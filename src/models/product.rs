use diesel::prelude::*;

use crate::domain::money::Money;
use crate::domain::product::Product as DomainProduct;
use crate::models::{decode_json, encode_json};

#[derive(Debug, Clone, Identifiable, Queryable, Selectable, Insertable)]
#[diesel(table_name = crate::schema::products)]
pub struct Product {
    pub id: String,
    pub name: String,
    pub price_cents: i64,
    pub category_id: String,
    pub description: String,
    pub image: Option<String>,
    pub is_bestseller: bool,
    pub is_available: bool,
    pub is_vegetarian: bool,
    pub sizes: String,
    pub addons: String,
    pub position: i32,
}

impl Product {
    /// Row for `product` listed at `position` within the catalog.
    pub fn from_domain(product: &DomainProduct, position: usize) -> Self {
        Self {
            id: product.id.clone(),
            name: product.name.clone(),
            price_cents: product.price.cents(),
            category_id: product.category_id.clone(),
            description: product.description.clone(),
            image: product.image.clone(),
            is_bestseller: product.is_bestseller,
            is_available: product.is_available,
            is_vegetarian: product.is_vegetarian,
            sizes: encode_json(&product.sizes, "products.sizes"),
            addons: encode_json(&product.addons, "products.addons"),
            position: i32::try_from(position).unwrap_or(i32::MAX),
        }
    }
}

impl From<Product> for DomainProduct {
    fn from(value: Product) -> Self {
        Self {
            id: value.id,
            name: value.name,
            price: Money::from_cents(value.price_cents),
            image: value.image,
            category_id: value.category_id,
            description: value.description,
            is_bestseller: value.is_bestseller,
            is_available: value.is_available,
            is_vegetarian: value.is_vegetarian,
            sizes: decode_json(&value.sizes, "products.sizes"),
            addons: decode_json(&value.addons, "products.addons"),
        }
    }
}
○ ○ ○ ○ ○
What is required:
Retyping every entry exactly is the whole of the task.

Task result:
filename src/models/product.rs
use diesel::prelude::*;

use crate::domain::money::Money;
use crate::domain::product::Product as DomainProduct;
use crate::models::{decode_json, encode_json};

#[derive(Debug, Clone, Identifiable, Queryable, Selectable, Insertable)]
#[diesel(table_name = crate::schema::products)]
pub struct Product {
    pub id: String,
    pub name: String,
    pub price_cents: i64,
    pub category_id: String,
    pub description: String,
    pub image: Option<String>,
    pub is_bestseller: bool,
    pub is_available: bool,
    pub is_vegetarian: bool,
    pub sizes: String,
    pub addons: String,
    pub position: i32,
}

impl Product {
    /// Row for `product` listed at `position` within the catalog.
    pub fn from_domain(product: &DomainProduct, position: usize) -> Self {
        Self {
            id: product.id.clone(),
            name: product.name.clone(),
            price_cents: product.price.cents(),
            category_id: product.category_id.clone(),
            description: product.description.clone(),
            image: product.image.clone(),
            is_bestseller: product.is_bestseller,
            is_available: product.is_available,
            is_vegetarian: product.is_vegetarian,
            sizes: encode_json(&product.sizes, "products.sizes"),
            addons: encode_json(&product.addons, "products.addons"),
            position: i32::try_from(position).unwrap_or(i32::MAX),
        }
    }
}

impl From<Product> for DomainProduct {
    fn from(value: Product) -> Self {
        Self {
            id: value.id,
            name: value.name,
            price: Money::from_cents(value.price_cents),
            image: value.image,
            category_id: value.category_id,
            description: value.description,
            is_bestseller: value.is_bestseller,
            is_available: value.is_available,
            is_vegetarian: value.is_vegetarian,
            sizes: decode_json(&value.sizes, "products.sizes"),
            addons: decode_json(&value.addons, "products.addons"),
        }
    }
}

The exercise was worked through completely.